◆ **Task details**: Up to and including the line with "that date parses", repeat every line of the listing exactly, beginning at the first.

◆ **Given records**:
* * * *

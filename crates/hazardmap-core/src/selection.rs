//! Selection of the temporally latest geometry sample of an event.

use crate::models::{Event, GeometrySample};
use chrono::{DateTime, Utc};

/// Latest geometry sample of an event, or `None` if it has no geometry.
///
/// Samples are ordered by parsed date; an unparsable or missing date orders
/// before every parsable one. Among equal dates the sample appearing last in
/// arrival order wins. The event's own sequence is not reordered.
pub fn latest_geometry(event: &Event) -> Option<&GeometrySample> {
    // max_by_key yields the last maximum, which gives the stable tie-break
    event.geometry.iter().max_by_key(|sample| sample.timestamp())
}

/// Date of the latest geometry sample, if that date parses
pub fn latest_geometry_date(event: &Event) -> Option<DateTime<Utc>> {
    latest_geometry(event).and_then(GeometrySample::timestamp)
}
//! hazardmap CLI - Interactive terminal front-end
//!
//! Wires the EONET client, the map state, and the terminal surface into a
//! coordinator, then feeds it commands read from stdin.

mod cli;
mod input;
mod terminal;

use anyhow::{Context, Result};
use clap::Parser;
use cli::Cli;
use console::style;
use hazardmap_app::{Command, Coordinator, CoordinatorHandle, CoordinatorOptions};
use hazardmap_client::EonetClient;
use hazardmap_core::config::LayeredConfig;
use hazardmap_map::{MapState, TileSource};
use input::{parse_line, Input, USAGE};
use std::time::Duration;
use tabled::{settings::Style, Table, Tabled};
use terminal::TerminalSurface;
use tokio::io::{AsyncBufReadExt, BufReader};

fn main() -> Result<()> {
    // Logs go to stderr so they do not interleave with the rendered views
    tracing_subscriber::fmt()
        .with_env_filter(
            tracing_subscriber::EnvFilter::try_from_default_env()
                .unwrap_or_else(|_| tracing_subscriber::EnvFilter::new("hazardmap=info")),
        )
        .with_writer(std::io::stderr)
        .init();

    let cli = Cli::parse();
    let config = load_config(&cli)?;

    if cli.show_config {
        print_config(&config);
        return Ok(());
    }

    let runtime = tokio::runtime::Runtime::new()?;
    let result = runtime.block_on(run(config));
    // The stdin reader may still be blocked on a read
    runtime.shutdown_timeout(Duration::from_millis(100));
    result
}

fn load_config(cli: &Cli) -> Result<LayeredConfig> {
    let mut config = LayeredConfig::with_defaults();
    if let Some(path) = &cli.config {
        config = config
            .load_from_file(path)
            .with_context(|| format!("Failed to load configuration file {}", path.display()))?;
    }
    let mut config = config.load_from_env();
    config.update_from_cli(cli.overrides());
    Ok(config)
}

fn print_config(config: &LayeredConfig) {
    #[derive(Tabled)]
    struct ConfigRow {
        #[tabled(rename = "Key")]
        key: String,
        #[tabled(rename = "Value")]
        value: String,
        #[tabled(rename = "Source")]
        source: String,
    }

    let mut rows: Vec<ConfigRow> = config
        .to_inspection_map()
        .into_iter()
        .map(|(key, (value, source))| ConfigRow { key, value, source: format!("{:?}", source) })
        .collect();
    rows.sort_by(|a, b| a.key.cmp(&b.key));

    let mut table = Table::new(rows);
    table.with(Style::rounded());
    println!("{}", table);
    println!(
        "{} CLI arguments > Environment variables > Config file > Defaults",
        style("ℹ").blue().bold()
    );
}

async fn run(config: LayeredConfig) -> Result<()> {
    let client = EonetClient::with_timeout(
        config.api_base_url.value.clone(),
        Duration::from_secs(config.timeout_secs.value),
    )
    .context("Failed to create API client")?;
    let map = MapState::new(TileSource::new(config.tile_url.value.clone()));
    println!("{} {}", style("Tiles:").dim(), style(&map.tiles.attribution).dim());

    let mut coordinator =
        Coordinator::new(client, TerminalSurface::stdout(), map, CoordinatorOptions::from(&config));
    coordinator.init().await.context("Failed to load categories")?;

    println!("{}", style("Type 'help' for commands.").dim());
    let reader = tokio::spawn(read_commands(coordinator.handle()));

    coordinator.run().await;
    reader.abort();
    Ok(())
}

async fn read_commands(handle: CoordinatorHandle) {
    let mut lines = BufReader::new(tokio::io::stdin()).lines();
    loop {
        let line = match lines.next_line().await {
            Ok(Some(line)) => line,
            Ok(None) => break,
            Err(e) => {
                tracing::error!(error = %e, "Failed to read input");
                break;
            }
        };

        match parse_line(&line) {
            Ok(Some(Input::Command(command))) => {
                let shutdown = command == Command::Shutdown;
                if !handle.send(command) || shutdown {
                    return;
                }
            }
            Ok(Some(Input::Help)) => println!("{}", USAGE),
            Ok(None) => {}
            Err(e) => eprintln!("{} {}", style("⚠").yellow().bold(), e),
        }
    }
    // End of input
    handle.send(Command::Shutdown);
}
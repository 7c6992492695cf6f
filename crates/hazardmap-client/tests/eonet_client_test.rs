//! Integration tests for the EONET client
//!
//! Each test serves one canned HTTP response from a local listener and checks
//! how the client decodes it.

use hazardmap_client::EonetClient;
use hazardmap_core::error::HazardError;
use hazardmap_core::models::{EventFilter, Limit, StatusFilter};
use hazardmap_core::ports::EventSource;
use tokio::io::{AsyncReadExt, AsyncWriteExt};
use tokio::net::TcpListener;
use tokio::task::JoinHandle;

/// Serve a single response; the handle resolves to the request head
async fn serve_once(status_line: &str, body: &str) -> (String, JoinHandle<String>) {
    let listener = TcpListener::bind("127.0.0.1:0").await.unwrap();
    let base_url = format!("http://{}/api/v3", listener.local_addr().unwrap());

    let response = format!(
        "HTTP/1.1 {}\r\nContent-Type: application/json\r\nContent-Length: {}\r\nConnection: close\r\n\r\n{}",
        status_line,
        body.len(),
        body
    );

    let handle = tokio::spawn(async move {
        let (mut socket, _) = listener.accept().await.unwrap();
        let mut head = Vec::new();
        let mut buf = [0u8; 1024];
        while !head.windows(4).any(|w| w == b"\r\n\r\n") {
            let n = socket.read(&mut buf).await.unwrap();
            if n == 0 {
                break;
            }
            head.extend_from_slice(&buf[..n]);
        }
        socket.write_all(response.as_bytes()).await.unwrap();
        socket.shutdown().await.unwrap();
        String::from_utf8_lossy(&head).into_owned()
    });

    (base_url, handle)
}

#[tokio::test]
async fn test_fetch_categories() {
    let body = r#"{"title": "EONET Categories", "categories": [{"id": 8, "title": "Wildfires"}, {"id": 10, "title": "Severe Storms"}]}"#;
    let (base_url, server) = serve_once("200 OK", body).await;

    let client = EonetClient::new(base_url).unwrap();
    let categories = client.fetch_categories().await.unwrap();

    assert_eq!(categories.len(), 2);
    assert_eq!(categories[0].id, 8);
    assert_eq!(categories[1].display_title(), "Severe Storms");

    let request = server.await.unwrap();
    assert!(request.starts_with("GET /api/v3/categories "));
    assert!(request.to_lowercase().contains("accept: application/json"));
}

#[tokio::test]
async fn test_fetch_events_sends_filter() {
    let body = r#"{"events": [{"id": "EONET_1", "title": "Fire", "status": "open", "geometry": []}]}"#;
    let (base_url, server) = serve_once("200 OK", body).await;

    let client = EonetClient::new(base_url).unwrap();
    let filter = EventFilter {
        status: Some(StatusFilter::Open),
        limit: Limit::new(25).unwrap(),
        category_ids: [8, 12].into_iter().collect(),
    };
    let events = client.fetch_events(&filter).await.unwrap();

    assert_eq!(events.len(), 1);
    assert_eq!(events[0].id.as_deref(), Some("EONET_1"));

    let request = server.await.unwrap();
    let request_line = request.lines().next().unwrap();
    assert!(request_line.starts_with("GET /api/v3/events?"));
    assert!(request_line.contains("status=open"));
    assert!(request_line.contains("limit=25"));
    assert!(request_line.contains("category=8%2C12"));
}

#[tokio::test]
async fn test_missing_events_field_is_empty() {
    let (base_url, _server) = serve_once("200 OK", r#"{"title": "EONET Events"}"#).await;

    let client = EonetClient::new(base_url).unwrap();
    let events = client.fetch_events(&EventFilter::default()).await.unwrap();

    assert!(events.is_empty());
}

#[tokio::test]
async fn test_non_success_status_is_api_error() {
    let (base_url, _server) = serve_once("503 Service Unavailable", "upstream down").await;

    let client = EonetClient::new(base_url).unwrap();
    let err = client.fetch_categories().await.unwrap_err();

    match err {
        HazardError::Api { status, ref body } => {
            assert_eq!(status, 503);
            assert_eq!(body, "upstream down");
        }
        other => panic!("Expected Api error, got {:?}", other),
    }
    assert_eq!(err.to_string(), "API error 503: upstream down");
}

#[tokio::test]
async fn test_empty_error_body_uses_reason_phrase() {
    let (base_url, _server) = serve_once("404 Not Found", "").await;

    let client = EonetClient::new(base_url).unwrap();
    let err = client.fetch_events(&EventFilter::default()).await.unwrap_err();

    assert_eq!(err.to_string(), "API error 404: Not Found");
}

#[tokio::test]
async fn test_malformed_json_is_decode_error() {
    let (base_url, _server) = serve_once("200 OK", "{not json").await;

    let client = EonetClient::new(base_url).unwrap();
    let err = client.fetch_categories().await.unwrap_err();

    assert!(matches!(err, HazardError::Decode(_)));
}

#[tokio::test]
async fn test_unreachable_host_is_transport_error() {
    // Bind then drop to get a port with nothing listening
    let listener = TcpListener::bind("127.0.0.1:0").await.unwrap();
    let addr = listener.local_addr().unwrap();
    drop(listener);

    let client = EonetClient::new(format!("http://{}/api/v3", addr)).unwrap();
    let err = client.fetch_categories().await.unwrap_err();

    assert!(matches!(err, HazardError::Transport(_)));
}
use serde::{Deserialize, Serialize};

/// Category identifier as issued by the hazard API
pub type CategoryId = u32;

/// Hazard category (e.g. "Wildfires", "Severe Storms")
#[derive(Debug, Clone, PartialEq, Eq, Serialize, Deserialize)]
pub struct Category {
    pub id: CategoryId,
    #[serde(default)]
    pub title: Option<String>,
}

impl Category {
    pub fn new(id: CategoryId, title: impl Into<String>) -> Self {
        Self { id, title: Some(title.into()) }
    }

    /// Title shown to the user, falling back to `Category {id}`
    pub fn display_title(&self) -> String {
        match &self.title {
            Some(title) => title.clone(),
            None => fallback_title(self.id),
        }
    }
}

/// Label used wherever a category id cannot be resolved to a title
pub fn fallback_title(id: CategoryId) -> String {
    format!("Category {}", id)
}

* * * *

◆ **Result of the exercise**:
filename crates/hazardmap-core/src/selection.rs
//! Selection of the temporally latest geometry sample of an event.

use crate::models::{Event, GeometrySample};
use chrono::{DateTime, Utc};

/// Latest geometry sample of an event, or `None` if it has no geometry.
///
/// Samples are ordered by parsed date; an unparsable or missing date orders
/// before every parsable one. Among equal dates the sample appearing last in
/// arrival order wins. The event's own sequence is not reordered.
pub fn latest_geometry(event: &Event) -> Option<&GeometrySample> {
    // max_by_key yields the last maximum, which gives the stable tie-break
    event.geometry.iter().max_by_key(|sample| sample.timestamp())
}

/// Date of the latest geometry sample, if that date parses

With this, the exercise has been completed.